__Record set__:
= Beginning of Section =
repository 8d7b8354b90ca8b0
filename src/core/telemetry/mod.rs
pub mod logging;

pub use logging::init_logging;
#![allow(dead_code)]

use std::sync::Arc;
use tokio::io::{AsyncReadExt, AsyncWriteExt};
use tokio::net::TcpListener;

/// A canned response keyed by method and request target.
pub struct Route {
    pub method: &'static str,
    pub target: &'static str,
    pub status: &'static str,
    pub headers: Vec<(&'static str, String)>,
    pub body: String,
}

impl Route {
    pub fn get_json(target: &'static str, body: &str) -> Self {
        Self {
            method: "GET",
            target,
            status: "200 OK",
            headers: vec![("Content-Type", "application/json".to_string())],
            body: body.to_string(),
        }
    }

    pub fn head_sized(target: &'static str, bytes: u64) -> Self {
        Self {
            method: "HEAD",
            target,
            status: "200 OK",
            headers: vec![("Content-Length", bytes.to_string())],
            body: String::new(),
        }
    }

    fn render(&self) -> String {
        let mut out = format!("HTTP/1.1 {}\r\nConnection: close\r\n", self.status);
        let has_length = self
            .headers
            .iter()
            .any(|(name, _)| name.eq_ignore_ascii_case("content-length"));
        for (name, value) in &self.headers {
            out.push_str(&format!("{name}: {value}\r\n"));
        }
        if !has_length {
            out.push_str(&format!("Content-Length: {}\r\n", self.body.len()));
        }
        out.push_str("\r\n");
        if self.method != "HEAD" {
            out.push_str(&self.body);
        }
        out
    }
}

const NOT_FOUND: &str = "HTTP/1.1 404 Not Found\r\nConnection: close\r\nContent-Length: 0\r\n\r\n";

/// Serves `routes` on a loopback port until the test runtime shuts down and returns
/// the base URL.
pub async fn serve(routes: Vec<Route>) -> anyhow::Result<String> {
    let listener = TcpListener::bind("127.0.0.1:0").await?;
    let addr = listener.local_addr()?;
    let routes = Arc::new(routes);

    tokio::spawn(async move {
        while let Ok((mut stream, _)) = listener.accept().await {
            let routes = routes.clone();
            tokio::spawn(async move {
                let mut request = Vec::new();
                let mut chunk = [0u8; 1024];
                while !request.windows(4).any(|w| w == b"\r\n\r\n") {
                    match stream.read(&mut chunk).await {
                        Ok(0) | Err(_) => return,
                        Ok(n) => request.extend_from_slice(&chunk[..n]),
                    }
                }

                let head = String::from_utf8_lossy(&request);
                let mut request_line = head.split_whitespace();
                let method = request_line.next().unwrap_or_default();
                let target = request_line.next().unwrap_or_default();
                let response = routes
                    .iter()
                    .find(|r| r.method == method && r.target == target)
                    .map(Route::render)
                    .unwrap_or_else(|| NOT_FOUND.to_string());

                let _ = stream.write_all(response.as_bytes()).await;
                let _ = stream.shutdown().await;
            });
        }
    });

    Ok(format!("http://{addr}"))
}

/// Client that never routes loopback traffic through an environment proxy.
pub fn client() -> reqwest::Client {
    reqwest::Client::builder()
        .no_proxy()
        .build()
        .expect("build reqwest client")
}
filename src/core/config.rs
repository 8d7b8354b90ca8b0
use crate::core::errors::{Error, Result};
use serde::Deserialize;
use std::path::{Path, PathBuf};

/// Where the listing lives and how file sizes are looked up.
///
/// With `base_url` set, the listing is fetched over HTTP and sizes are probed with
/// `HEAD` requests against the same host. Without it, everything is read from
/// `root_dir` on the local filesystem.
#[derive(Debug, Clone, Deserialize)]
#[serde(default)]
pub struct IndexConfig {
    pub base_url: Option<String>,
    pub root_dir: PathBuf,
    /// Location of the listing, relative to `base_url` or `root_dir`.
    pub structure_document: String,
    /// Directory the listed files are served from.
    pub files_prefix: String,
    /// Probe every leaf's size before the session is handed out.
    pub enrich_sizes_on_load: bool,
    pub log_filter: String,
}

impl Default for IndexConfig {
    fn default() -> Self {
        Self {
            base_url: None,
            root_dir: PathBuf::from("."),
            structure_document: "files/file-structure.json".to_string(),
            files_prefix: "files".to_string(),
            enrich_sizes_on_load: true,
            log_filter: "info".to_string(),
        }
    }
}

impl IndexConfig {
    pub fn from_json_str(raw: &str) -> Result<Self> {
        let config: IndexConfig =
            serde_json::from_str(raw).map_err(|e| Error::Config(e.to_string()))?;
        config.validate()?;
        Ok(config)
    }

    pub async fn from_file(path: impl AsRef<Path>) -> Result<Self> {
        let raw = tokio::fs::read_to_string(path.as_ref()).await?;
        Self::from_json_str(&raw)
    }

    pub fn validate(&self) -> Result<()> {
        if self.structure_document.trim().is_empty() {
            return Err(Error::Config("structure_document must not be empty".into()));
        }
        if let Some(base) = &self.base_url {
            let parsed = reqwest::Url::parse(base)
                .map_err(|e| Error::Config(format!("base_url '{base}': {e}")))?;
            if parsed.cannot_be_a_base() {
                return Err(Error::Config(format!("base_url '{base}' cannot be a base")));
            }
        }
        Ok(())
    }

    /// Filesystem directory holding the served files.
    pub fn files_dir(&self) -> PathBuf {
        self.root_dir.join(self.files_prefix.trim_matches('/'))
    }
}

#[cfg(test)]
mod tests {
    use super::*;

    #[test]
    fn partial_json_keeps_defaults() {
        let config = IndexConfig::from_json_str(r#"{ "enrich_sizes_on_load": false }"#).unwrap();
        assert!(!config.enrich_sizes_on_load);
        assert_eq!(config.files_prefix, "files");
        assert_eq!(config.structure_document, "files/file-structure.json");
        assert!(config.base_url.is_none());
    }

    #[test]
    fn rejects_unparseable_base_url() {
        let err = IndexConfig::from_json_str(r#"{ "base_url": "not a url" }"#).unwrap_err();
        assert!(matches!(err, Error::Config(_)));
    }

    #[test]
    fn rejects_blank_structure_document() {
        let err = IndexConfig::from_json_str(r#"{ "structure_document": "  " }"#).unwrap_err();
        assert!(matches!(err, Error::Config(_)));
    }

    #[test]
    fn files_dir_joins_prefix() {
        let config = IndexConfig {
            root_dir: PathBuf::from("/srv/site"),
            files_prefix: "/files/".into(),
            ..IndexConfig::default()
        };
        assert_eq!(config.files_dir(), PathBuf::from("/srv/site/files"));
    }
}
= End of Section =
__Exercise prompt__: Every line of the data that includes the word "served" should be copied.

__Reply__:
    /// Directory the listed files are served from.
    /// Filesystem directory holding the served files.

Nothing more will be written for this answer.